Abstract
Background: Deletions or mutations of the phosphatase and tensin homolog (PTEN) are frequently observed in malignant glioma and are responsible for progression of the disease. Since the molecule is a promising target for gene therapy, the effects of PTEN on glioma proliferation in combination with the anti-neoplastic agent, temozolomide, and ionizing radiation were investigated. Materials and Methods: An adenoviral vector encoding PTEN was used. After infection, changes in proliferation, the cell cycle, as well as drug- and radiosensitivity were investigated. Results: Expression of PTEN led to a 1.21-fold prolongation of the doubling time of the cells. It reduced G1 and increased G2/M populations. Forced PTEN expression conferred sensitivity to temozolomide and/or ionizing radiation. Conclusion: In addition to counteracting cell proliferation, expression of PTEN presented advantages in the chemo- and radiosensitivity of glioma cells. Methods for up-regulation of PTEN may have a role in increasing the efficacy of current adjuvant therapies.
The malignant form of glioma is a highly invasive intracranial tumor and occurs at a frequency of one quarter of all primary brain tumors. Glioma rarely metastasizes to tissues other than the central nervous system. However, it infiltrates the surrounding tissues and can induce local recurrence, leading to death after surgery. Although recent therapies such as surgery, radiotherapy, chemotherapy and immunotherapy have been developed, these have not dramatically improved the prognosis of the patients who still have a low median survival of less than 1 year (1). To resolve this problem, better local therapies are required. A strategy that has gained recent attention is to increase gene expression involved in the inhibition of cell proliferation by transducing the tumor suppressor gene by topical gene delivery (2).
In glioma, various aberrations of gene or protein expression that are closely related to intracellular proliferation signals have been reported. These include EGFR, AKT, p53 and PTEN (3-5). PTEN (phosphatase and the tensin homolog deleted on chromosome 10), also known as MMAC1 and TEP1, is a tumor suppressor gene on the long arm of chromosome 10 and it has been found to be absent from or mutated in many malignant diseases, including uterine cancer, breast cancer, malignant melanoma, prostatic cancer, and small cell lung carcinoma (6), in addition to glioma. Deletion or mutation of the PTEN gene and a decrease in the amount of its product is a key factor underlying tumor proliferation and the prognosis of the patient.
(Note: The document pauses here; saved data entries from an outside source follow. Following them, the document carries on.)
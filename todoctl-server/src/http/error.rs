//! API error types with IntoResponse
//!
//! Errors are converted to JSON responses with appropriate status codes.
//! Response bodies carry a short operation-labeled message only; the
//! underlying cause is logged server-side.

use std::fmt;

use axum::extract::rejection::JsonRejection;
use axum::http::StatusCode;
use axum::response::{IntoResponse, Response};
use axum::Json;
use serde_json::json;

use crate::db::repos::DbError;

/// Operation a failure happened in, used to label messages and logs
#[derive(Debug, Clone, Copy, PartialEq, Eq)]
pub enum Operation {
    Finding,
    Adding,
    Updating,
    Deleting,
}

impl Operation {
    pub fn as_str(self) -> &'static str {
        match self {
            Self::Finding => "finding",
            Self::Adding => "adding",
            Self::Updating => "updating",
            Self::Deleting => "deleting",
        }
    }
}

impl fmt::Display for Operation {
    fn fmt(&self, f: &mut fmt::Formatter<'_>) -> fmt::Result {
        f.write_str(self.as_str())
    }
}

/// API error type with automatic HTTP status mapping
#[derive(Debug, Clone, PartialEq, Eq)]
pub enum ApiError {
    /// Undecodable body, bad identity, or write rejected by storage (400)
    BadRequest { message: String },

    /// Nothing found, or a read that failed (404)
    NotFound { message: String },

    /// Delete blocked by a row still referencing the target (409)
    Conflict { message: String },
}

impl ApiError {
    /// Request body could not be decoded.
    pub fn decode(operation: Operation, resource: &'static str, rejection: JsonRejection) -> Self {
        tracing::warn!(
            operation = operation.as_str(),
            resource,
            error = %rejection.body_text(),
            "Error decoding {} details",
            resource
        );
        Self::BadRequest {
            message: format!("error {} {}", operation, resource),
        }
    }

    /// A list or get failed; every read failure is reported as not found.
    pub fn read(resource: &'static str, id: Option<i32>, err: DbError) -> Self {
        match &err {
            DbError::NotFound { .. } => {
                tracing::info!(resource, id = ?id, "No {} found", resource)
            }
            _ => tracing::warn!(resource, id = ?id, error = %err, "Error retrieving {}", resource),
        }
        Self::NotFound {
            message: format!("error finding {}", resource),
        }
    }

    /// A create, update or delete failed.
    pub fn write(
        operation: Operation,
        resource: &'static str,
        id: Option<i32>,
        err: DbError,
    ) -> Self {
        tracing::warn!(
            operation = operation.as_str(),
            resource,
            id = ?id,
            error = %err,
            "Error {} {}",
            operation,
            resource
        );

        if matches!(err, DbError::NotFound { .. }) {
            return Self::NotFound {
                message: format!("error finding {}", resource),
            };
        }

        if operation == Operation::Deleting && err.is_foreign_key_violation() {
            return Self::Conflict {
                message: format!("error deleting {}: still referenced", resource),
            };
        }

        Self::BadRequest {
            message: format!("error {} {}", operation, resource),
        }
    }

    pub fn status(&self) -> StatusCode {
        match self {
            Self::BadRequest { .. } => StatusCode::BAD_REQUEST,
            Self::NotFound { .. } => StatusCode::NOT_FOUND,
            Self::Conflict { .. } => StatusCode::CONFLICT,
        }
    }

    fn kind(&self) -> &'static str {
        match self {
            Self::BadRequest { .. } => "bad_request",
            Self::NotFound { .. } => "not_found",
            Self::Conflict { .. } => "conflict",
        }
    }

    fn message(&self) -> &str {
        match self {
            Self::BadRequest { message } | Self::NotFound { message } | Self::Conflict { message } => {
                message
            }
        }
    }
}

impl IntoResponse for ApiError {
    fn into_response(self) -> Response {
        let body = json!({
            "error": self.kind(),
            "message": self.message()
        });

        (self.status(), Json(body)).into_response()
    }
}
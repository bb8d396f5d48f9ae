//! Database layer - connection pool, row mapping and repositories
//!
//! # Design Principles
//!
//! - One injected connection pool, no process-wide connection handle
//! - Each write runs in its own transaction; reads hit the pool directly
//! - Referential integrity is left to the database constraints

pub mod mapper;
pub mod pool;
pub mod repos;
pub mod schema;

pub use pool::{create_pool, create_pool_with_options};
pub use repos::*;
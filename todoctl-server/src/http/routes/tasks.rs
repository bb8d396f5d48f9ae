//! Task endpoints

use axum::{
    extract::{rejection::JsonRejection, State},
    http::StatusCode,
    routing::get,
    Json, Router,
};

use crate::db::repos::TaskRepo;
use crate::http::error::{ApiError, Operation};
use crate::http::extractors::ValidId;
use crate::models::{Task, TaskDetails};
use crate::state::AppState;

/// GET /task/ - list all tasks by id
async fn list_tasks(State(state): State<AppState>) -> Result<Json<Vec<Task>>, ApiError> {
    let tasks = TaskRepo::new(state.pool())
        .list()
        .await
        .map_err(|e| ApiError::read("tasks", None, e))?;

    Ok(Json(tasks))
}

/// POST /task/ - add a task
async fn create_task(
    State(state): State<AppState>,
    body: Result<Json<TaskDetails>, JsonRejection>,
) -> Result<(StatusCode, Json<Task>), ApiError> {
    let Json(details) = body.map_err(|e| ApiError::decode(Operation::Adding, "task", e))?;

    let task = TaskRepo::new(state.pool())
        .create(details)
        .await
        .map_err(|e| ApiError::write(Operation::Adding, "task", None, e))?;

    tracing::info!(task_id = task.id, "Task added");
    Ok((StatusCode::CREATED, Json(task)))
}

/// GET /task/{id}/ - get a single task
async fn get_task(
    State(state): State<AppState>,
    ValidId(id): ValidId,
) -> Result<Json<Task>, ApiError> {
    let task = TaskRepo::new(state.pool())
        .get(id)
        .await
        .map_err(|e| ApiError::read("task", Some(id), e))?;

    Ok(Json(task))
}

/// PUT /task/{id}/ - replace a task
async fn update_task(
    State(state): State<AppState>,
    ValidId(id): ValidId,
    body: Result<Json<TaskDetails>, JsonRejection>,
) -> Result<Json<Task>, ApiError> {
    let Json(details) = body.map_err(|e| ApiError::decode(Operation::Updating, "task", e))?;

    let task = TaskRepo::new(state.pool())
        .update(id, details)
        .await
        .map_err(|e| ApiError::write(Operation::Updating, "task", Some(id), e))?;

    Ok(Json(task))
}

/// DELETE /task/{id}/ - delete a task
async fn delete_task(
    State(state): State<AppState>,
    ValidId(id): ValidId,
) -> Result<StatusCode, ApiError> {
    TaskRepo::new(state.pool())
        .delete(id)
        .await
        .map_err(|e| ApiError::write(Operation::Deleting, "task", Some(id), e))?;

    tracing::info!(task_id = id, "Task deleted");
    Ok(StatusCode::OK)
}

/// Task routes
pub fn router() -> Router<AppState> {
    Router::new()
        .route("/task/", get(list_tasks).post(create_task))
        .route(
            "/task/{id}/",
            get(get_task).put(update_task).delete(delete_task),
        )
}
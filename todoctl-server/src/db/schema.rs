//! Schema bootstrap and one-time sample data

use chrono::Utc;
use sqlx::PgPool;

use crate::Result;

const PERSON_TABLE: &str = r#"
    CREATE TABLE IF NOT EXISTS person (
        id SERIAL PRIMARY KEY,
        name VARCHAR NOT NULL,
        email VARCHAR NOT NULL
    )
"#;

const TASK_TABLE: &str = r#"
    CREATE TABLE IF NOT EXISTS task (
        id SERIAL PRIMARY KEY,
        title VARCHAR NOT NULL,
        description VARCHAR NOT NULL,
        priority INTEGER NULL,
        created timestamp NOT NULL,
        last_updated timestamp NOT NULL,
        assigned_to INTEGER NULL REFERENCES person (id),
        due_by timestamp without time zone NULL
    )
"#;

/// Sentinel: a row here means sample data has been inserted once
const INIT_TABLE: &str = "CREATE TABLE IF NOT EXISTS init (init bool)";

const SAMPLE_PERSONS: &[(&str, &str)] = &[
    ("Greg Sample", "greg.sample@todo.net"),
    ("Jeff Sample", "jeff.sample@todo.net"),
    ("Mike Sample", "mike.sample@todo.net"),
];

const SAMPLE_TASKS: &[(&str, &str, Option<i32>)] = &[
    ("Create DB", "Create database to hold to-dos data", Some(1)),
    (
        "Add DB initialization",
        "Add code to check if the DB is initialized, if not add sample data to the DB",
        Some(2),
    ),
    (
        "Add access methods for Person",
        "Add access methods to the Person data",
        Some(3),
    ),
    (
        "Add access methods for Task",
        "Add access methods to the Task data",
        Some(3),
    ),
    (
        "Add NULL handling for tasks",
        "Tasks have field that can be null add code to deal with it",
        None,
    ),
];

/// Create tables if they do not exist yet.
pub async fn migrate(pool: &PgPool) -> Result<()> {
    tracing::info!("Adding table definitions (if need be)");

    for statement in [PERSON_TABLE, TASK_TABLE, INIT_TABLE] {
        sqlx::query(statement).execute(pool).await?;
    }

    Ok(())
}

/// Insert sample data unless the sentinel says it was done before.
///
/// The sentinel is checked under an exclusive lock on `init`, so
/// concurrent callers seed at most once. Returns `true` when rows were
/// inserted.
pub async fn seed(pool: &PgPool) -> Result<bool> {
    let mut tx = pool.begin().await?;

    sqlx::query("LOCK TABLE init IN EXCLUSIVE MODE")
        .execute(&mut *tx)
        .await?;

    let (count,): (i64,) = sqlx::query_as("SELECT COUNT(*) FROM init")
        .fetch_one(&mut *tx)
        .await?;

    if count > 0 {
        tracing::info!("Database already initialized");
        return Ok(false);
    }

    tracing::info!("Adding sample data to database");
    let now = Utc::now().naive_utc();

    for &(name, email) in SAMPLE_PERSONS {
        sqlx::query("INSERT INTO person (name, email) VALUES ($1, $2)")
            .bind(name)
            .bind(email)
            .execute(&mut *tx)
            .await?;
    }

    for &(title, description, priority) in SAMPLE_TASKS {
        sqlx::query(
            r#"
            INSERT INTO task (title, description, priority, created, last_updated)
            VALUES ($1, $2, $3, $4, $4)
            "#,
        )
        .bind(title)
        .bind(description)
        .bind(priority)
        .bind(now)
        .execute(&mut *tx)
        .await?;
    }

    sqlx::query("INSERT INTO init (init) VALUES (TRUE)")
        .execute(&mut *tx)
        .await?;

    tx.commit().await?;
    Ok(true)
}
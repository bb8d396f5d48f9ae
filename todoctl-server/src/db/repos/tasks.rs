//! Task repository
//!
//! `created` is written once on insert and never later than the insert
//! time. `last_updated` is stamped with the server clock on every write.

use chrono::{NaiveDateTime, Utc};
use sqlx::PgPool;

use super::{exactly_one, DbError};
use crate::db::mapper::{TaskColumns, TaskRow};
use crate::models::{Task, TaskDetails};

/// Server wall clock in the naive form stored in `timestamp` columns
fn now() -> NaiveDateTime {
    Utc::now().naive_utc()
}

/// Task repository
pub struct TaskRepo<'a> {
    pool: &'a PgPool,
}

impl<'a> TaskRepo<'a> {
    pub fn new(pool: &'a PgPool) -> Self {
        Self { pool }
    }

    /// List all tasks ordered by id.
    pub async fn list(&self) -> Result<Vec<Task>, DbError> {
        let rows: Vec<TaskRow> = sqlx::query_as(
            r#"
            SELECT id, title, description, priority, created, last_updated, assigned_to, due_by
            FROM task
            ORDER BY id ASC
            "#,
        )
        .fetch_all(self.pool)
        .await?;

        Ok(rows.into_iter().map(Task::from).collect())
    }

    /// Get a single task by id.
    pub async fn get(&self, id: i32) -> Result<Task, DbError> {
        let rows: Vec<TaskRow> = sqlx::query_as(
            r#"
            SELECT id, title, description, priority, created, last_updated, assigned_to, due_by
            FROM task
            WHERE id = $1
            "#,
        )
        .bind(id)
        .fetch_all(self.pool)
        .await?;

        exactly_one(rows, "task", id).map(Task::from)
    }

    /// Insert a task, returning it with its generated id.
    pub async fn create(&self, details: TaskDetails) -> Result<Task, DbError> {
        let columns = TaskColumns::from_details(details, now());
        let mut tx = self.pool.begin().await?;

        let row: TaskRow = sqlx::query_as(
            r#"
            INSERT INTO task (title, description, priority, created, last_updated, assigned_to, due_by)
            VALUES ($1, $2, $3, $4, $5, $6, $7)
            RETURNING id, title, description, priority, created, last_updated, assigned_to, due_by
            "#,
        )
        .bind(&columns.title)
        .bind(&columns.description)
        .bind(columns.priority)
        .bind(columns.created)
        .bind(columns.last_updated)
        .bind(columns.assigned_to)
        .bind(columns.due_by)
        .fetch_one(&mut *tx)
        .await?;

        tx.commit().await?;
        Ok(row.into())
    }

    /// Replace the mutable columns of the task with `id`.
    ///
    /// Body timestamps are ignored: `created` is left alone and
    /// `last_updated` is set to now.
    pub async fn update(&self, id: i32, details: TaskDetails) -> Result<Task, DbError> {
        let stamp = now();
        let columns = TaskColumns::from_details(details, stamp);
        let mut tx = self.pool.begin().await?;

        let row: TaskRow = sqlx::query_as(
            r#"
            UPDATE task
            SET title = $1,
                description = $2,
                priority = $3,
                last_updated = $4,
                assigned_to = $5,
                due_by = $6
            WHERE id = $7
            RETURNING id, title, description, priority, created, last_updated, assigned_to, due_by
            "#,
        )
        .bind(&columns.title)
        .bind(&columns.description)
        .bind(columns.priority)
        .bind(stamp)
        .bind(columns.assigned_to)
        .bind(columns.due_by)
        .bind(id)
        .fetch_optional(&mut *tx)
        .await?
        .ok_or(DbError::NotFound { resource: "task", id })?;

        tx.commit().await?;
        Ok(row.into())
    }

    /// Delete the task with `id`.
    pub async fn delete(&self, id: i32) -> Result<(), DbError> {
        let mut tx = self.pool.begin().await?;

        let result = sqlx::query("DELETE FROM task WHERE id = $1")
            .bind(id)
            .execute(&mut *tx)
            .await?;

        if result.rows_affected() == 0 {
            return Err(DbError::NotFound { resource: "task", id });
        }

        tx.commit().await?;
        Ok(())
    }
}
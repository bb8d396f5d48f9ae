//! Route handlers organized by resource

pub mod persons;
pub mod tasks;
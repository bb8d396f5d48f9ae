//! Pool setup for the todo database
//!
//! Every pool in the service is built from [`pool_options`], so the
//! connection cap and acquire timeout are the same for `serve`, `migrate`
//! and the test harness.

use std::time::Duration;

use sqlx::postgres::PgPoolOptions;
use sqlx::PgPool;

/// Connection cap when the CLI is given none.
pub const DEFAULT_MAX_CONNECTIONS: u32 = 5;

/// How long a request waits for a free connection before failing.
pub const ACQUIRE_TIMEOUT: Duration = Duration::from_secs(5);

/// Options shared by every todo pool.
pub fn pool_options(max_connections: u32) -> PgPoolOptions {
    PgPoolOptions::new()
        .max_connections(max_connections.max(1))
        .acquire_timeout(ACQUIRE_TIMEOUT)
}

/// Connect with [`DEFAULT_MAX_CONNECTIONS`].
pub async fn create_pool(database_url: &str) -> Result<PgPool, sqlx::Error> {
    create_pool_with_options(database_url, DEFAULT_MAX_CONNECTIONS).await
}

/// Connect eagerly, so a bad URL or a down server fails at startup
/// rather than on the first request.
pub async fn create_pool_with_options(
    database_url: &str,
    max_connections: u32,
) -> Result<PgPool, sqlx::Error> {
    tracing::debug!(max_connections, "connecting to todo database");
    pool_options(max_connections).connect(database_url).await
}
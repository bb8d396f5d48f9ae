//! Axum server setup
//!
//! Server skeleton with:
//! - Tracing middleware
//! - Graceful shutdown on SIGTERM/Ctrl+C

use std::net::SocketAddr;

use axum::Router;
use sqlx::PgPool;
use tokio::net::TcpListener;
use tower_http::trace::TraceLayer;

use super::routes;
use crate::state::AppState;
use crate::Result;

/// Server configuration
#[derive(Debug, Clone)]
pub struct ServerConfig {
    /// Address to bind to (default: 0.0.0.0:8000)
    pub bind_addr: SocketAddr,
}

impl Default for ServerConfig {
    fn default() -> Self {
        Self {
            bind_addr: SocketAddr::from(([0, 0, 0, 0], 8000)),
        }
    }
}

/// Build the application router with all routes.
pub fn build_router(state: AppState) -> Router {
    Router::new()
        .merge(routes::persons::router())
        .merge(routes::tasks::router())
        .layer(TraceLayer::new_for_http())
        .with_state(state)
}

/// Run the HTTP server until a shutdown signal arrives.
///
/// # Example
///
/// ```ignore
/// let pool = create_pool(&database_url).await?;
/// run_server(pool, ServerConfig::default()).await?;
/// ```
pub async fn run_server(pool: PgPool, config: ServerConfig) -> Result<()> {
    let app = build_router(AppState::new(pool));

    let listener = TcpListener::bind(config.bind_addr).await?;
    tracing::info!("Server listening on {}", config.bind_addr);

    axum::serve(listener, app)
        .with_graceful_shutdown(shutdown_signal())
        .await?;

    tracing::info!("Server shutdown complete");
    Ok(())
}

/// Wait for shutdown signal (Ctrl+C or SIGTERM).
async fn shutdown_signal() {
    let ctrl_c = async {
        if let Err(e) = tokio::signal::ctrl_c().await {
            tracing::error!(error = %e, "Failed to install Ctrl+C handler");
            std::future::pending::<()>().await;
        }
    };

    #[cfg(unix)]
    let terminate = async {
        match tokio::signal::unix::signal(tokio::signal::unix::SignalKind::terminate()) {
            Ok(mut signal) => {
                signal.recv().await;
            }
            Err(e) => {
                tracing::error!(error = %e, "Failed to install SIGTERM handler");
                std::future::pending::<()>().await;
            }
        }
    };

    #[cfg(not(unix))]
    let terminate = std::future::pending::<()>();

    tokio::select! {
        _ = ctrl_c => {
            tracing::info!("Received Ctrl+C, starting shutdown");
        }
        _ = terminate => {
            tracing::info!("Received SIGTERM, starting shutdown");
        }
    }
}
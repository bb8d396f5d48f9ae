//! Custom Axum extractors

use axum::extract::{FromRequestParts, Path};
use axum::http::request::Parts;

use super::error::ApiError;

/// Extract a 32-bit identity from the `{id}` path segment
///
/// Segments that are not all decimal digits are treated as an unmatched
/// route (404). Digit strings outside the `i32` range are malformed
/// requests (400).
#[derive(Debug, Clone, Copy, PartialEq, Eq)]
pub struct ValidId(pub i32);

impl<S> FromRequestParts<S> for ValidId
where
    S: Send + Sync,
{
    type Rejection = ApiError;

    async fn from_request_parts(parts: &mut Parts, state: &S) -> Result<Self, Self::Rejection> {
        let Path(raw): Path<String> = Path::from_request_parts(parts, state)
            .await
            .map_err(|_| ApiError::BadRequest {
                message: "missing id".into(),
            })?;

        parse_id(&raw).map(Self)
    }
}

/// Parse an identity path segment.
pub fn parse_id(raw: &str) -> Result<i32, ApiError> {
    if raw.is_empty() || !raw.bytes().all(|b| b.is_ascii_digit()) {
        return Err(ApiError::NotFound {
            message: "no such resource".into(),
        });
    }

    raw.parse::<i32>().map_err(|_| {
        tracing::warn!(id = raw, "Identity not valid");
        ApiError::BadRequest {
            message: format!("invalid id '{}'", raw),
        }
    })
}

#[cfg(test)]
mod tests {
    use super::*;
    use axum::http::StatusCode;

    #[test]
    fn digits_parse() {
        assert_eq!(parse_id("42").unwrap(), 42);
        assert_eq!(parse_id("007").unwrap(), 7);
        assert_eq!(parse_id("2147483647").unwrap(), i32::MAX);
    }

    #[test]
    fn overflow_is_bad_request() {
        let err = parse_id("2147483648").unwrap_err();
        assert_eq!(err.status(), StatusCode::BAD_REQUEST);
    }

    #[test]
    fn non_digits_do_not_match() {
        for raw in ["abc", "-1", "+1", "1.5", ""] {
            assert_eq!(parse_id(raw).unwrap_err().status(), StatusCode::NOT_FOUND);
        }
    }
}
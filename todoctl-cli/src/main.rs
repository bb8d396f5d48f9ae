//! todoctl CLI - people and task tracking service
//!
//! Entry point for running the HTTP API (`serve`) and bootstrapping its
//! PostgreSQL schema (`migrate`).

use anyhow::Result;
use clap::{Parser, Subcommand};

mod commands;
mod tracing_setup;

#[derive(Parser, Debug)]
#[command(
    name = "todoctl",
    author,
    version,
    about = "HTTP service for people and the tasks assigned to them"
)]
struct Cli {
    /// Enable debug logging (RUST_LOG takes precedence)
    #[arg(long, global = true)]
    debug: bool,

    #[command(subcommand)]
    command: Commands,
}

#[derive(Subcommand, Debug)]
enum Commands {
    /// Run the HTTP API server
    Serve(commands::serve::ServeArgs),
    /// Create missing tables (and optionally sample data), then exit
    Migrate(commands::migrate::MigrateArgs),
}

#[tokio::main]
async fn main() -> Result<()> {
    // A missing .env file is fine
    dotenvy::dotenv().ok();

    let cli = Cli::parse();
    tracing_setup::init(&tracing_setup::TracingConfig { debug: cli.debug }).ok();

    match cli.command {
        Commands::Serve(args) => commands::run_serve(args).await?,
        Commands::Migrate(args) => commands::run_migrate(args).await?,
    }

    Ok(())
}
//! Error types for todoctl-server startup and bootstrap

use thiserror::Error;

pub type Result<T> = std::result::Result<T, Error>;

#[derive(Error, Debug)]
pub enum Error {
    #[error("Database error: {0}")]
    Database(#[from] sqlx::Error),

    #[error("IO error: {0}")]
    Io(#[from] std::io::Error),
}
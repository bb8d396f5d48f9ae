//! Timezone-naive timestamp encoding
//!
//! Timestamps are written as ISO-8601 without an offset. On input an
//! RFC 3339 string carrying an offset is also accepted; the wall-clock
//! part is kept and the offset dropped, with no conversion.

use chrono::{DateTime, NaiveDateTime};
use serde::{de, Deserialize, Deserializer, Serialize, Serializer};

/// Format used for serialized timestamps
const FORMAT: &str = "%Y-%m-%dT%H:%M:%S%.f";

/// Parse a naive or offset-carrying timestamp, keeping the wall clock.
pub fn parse(s: &str) -> Option<NaiveDateTime> {
    s.parse::<NaiveDateTime>()
        .ok()
        .or_else(|| NaiveDateTime::parse_from_str(s, "%Y-%m-%d %H:%M:%S%.f").ok())
        .or_else(|| DateTime::parse_from_rfc3339(s).ok().map(|dt| dt.naive_local()))
}

pub fn serialize<S: Serializer>(value: &NaiveDateTime, serializer: S) -> Result<S::Ok, S::Error> {
    value.format(FORMAT).to_string().serialize(serializer)
}

pub fn deserialize<'de, D: Deserializer<'de>>(deserializer: D) -> Result<NaiveDateTime, D::Error> {
    let raw = String::deserialize(deserializer)?;
    parse(&raw).ok_or_else(|| de::Error::custom(format!("invalid timestamp '{}'", raw)))
}

/// Same encoding for optional fields. Pair with `default` and
/// `skip_serializing_if = "Option::is_none"`.
pub mod option {
    use super::*;

    pub fn serialize<S: Serializer>(
        value: &Option<NaiveDateTime>,
        serializer: S,
    ) -> Result<S::Ok, S::Error> {
        match value {
            Some(ts) => super::serialize(ts, serializer),
            None => serializer.serialize_none(),
        }
    }

    pub fn deserialize<'de, D: Deserializer<'de>>(
        deserializer: D,
    ) -> Result<Option<NaiveDateTime>, D::Error> {
        match Option::<String>::deserialize(deserializer)? {
            Some(raw) => parse(&raw)
                .map(Some)
                .ok_or_else(|| de::Error::custom(format!("invalid timestamp '{}'", raw))),
            None => Ok(None),
        }
    }
}
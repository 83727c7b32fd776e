//! PTY-backed terminal session.
//!
//! A session moves through three states: it is created without a
//! process, a PTY is spawned into it, and the process eventually exits.
//! Destruction is orthogonal and can happen in any state.
//!
//! All PTY output flows through a single FIFO job queue before it
//! reaches the grid. A flush enqueues a no-op job behind everything
//! already queued, so once the flush completes, every output chunk
//! received before the flush request is visible in snapshots.

use std::sync::atomic::{AtomicBool, Ordering};
use std::sync::{Arc, Mutex};

use tokio::sync::{mpsc, oneshot, watch};
use tracing::{debug, info, warn};

use termview_core::{
    CellRecord, Dimensions, Error, Result, SessionId, SessionSummary, SpawnSpec,
};
use termview_emulator::{Grid, Interpreter, PtyBackend, PtyEvent, PtyHandle};

use crate::snapshot;

/// Lifecycle state of a session.
#[derive(Debug, Clone, Copy, PartialEq, Eq)]
pub enum SessionState {
    /// No process yet
    Created,
    /// Process running in a PTY
    Spawned,
    /// Process has exited (grid remains readable)
    Exited,
}

/// Unit of work on the session's ordered output pipeline.
enum Job {
    /// Output bytes to apply to the grid
    Data(Vec<u8>),
    /// Synchronization barrier; acknowledged once everything queued
    /// before it has been applied
    Flush(oneshot::Sender<()>),
    /// Resize the live grid
    Resize(Dimensions),
    /// Process exit, always the last job originating from the PTY
    Exited(i32),
}

/// A PTY-backed terminal session.
///
/// The snapshot window is fixed at construction: `cell_grid` and `text`
/// always return `dimensions.rows x dimensions.cols`, even after the
/// live grid has been resized.
pub struct TerminalSession {
    /// Session identifier
    id: SessionId,

    /// Snapshot window, fixed at construction
    dimensions: Dimensions,

    /// Terminal grid and escape-sequence interpreter
    interpreter: Arc<Mutex<Interpreter>>,

    /// PTY handle, present once spawned
    pty: Mutex<Option<Arc<PtyHandle>>>,

    /// Sender side of the job queue, present once spawned
    jobs: Mutex<Option<mpsc::UnboundedSender<Job>>>,

    /// Exit notifier sender, moved into the pump task at spawn
    exit_tx: Mutex<Option<watch::Sender<Option<i32>>>>,

    /// Exit notifier; every waiter observes the same code
    exit_rx: watch::Receiver<Option<i32>>,

    /// Destroyed flag, set once
    destroyed: AtomicBool,
}

impl std::fmt::Debug for TerminalSession {
    fn fmt(&self, f: &mut std::fmt::Formatter<'_>) -> std::fmt::Result {
        f.debug_struct("TerminalSession")
            .field("id", &self.id)
            .field("dimensions", &self.dimensions)
            .field("state", &self.state())
            .finish_non_exhaustive()
    }
}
PTEN acts on lipid phosphatase activity and inhibits the phosphatidylinositol-3’-kinase (PI3K)/AKT pathway through dephosphorylation of phosphatidylinositol-(3,4,5)-tri phosphate (PIP3). AKT has a role in cell proliferation, progress of the cell cycle, survival, apoptosis, metastasis, and cell migration, which are suppressed by PTEN through PIP3 dephosphorylation. Additionally, AKT activity is also related to the prognosis of glioma (7-10). In the most malignant form of glioma, two-thirds of the tumors lack a detectable level of PTEN expression (11). Furthermore, the lack of PTEN protein is substantially involved in glioma tumorigenesis (12).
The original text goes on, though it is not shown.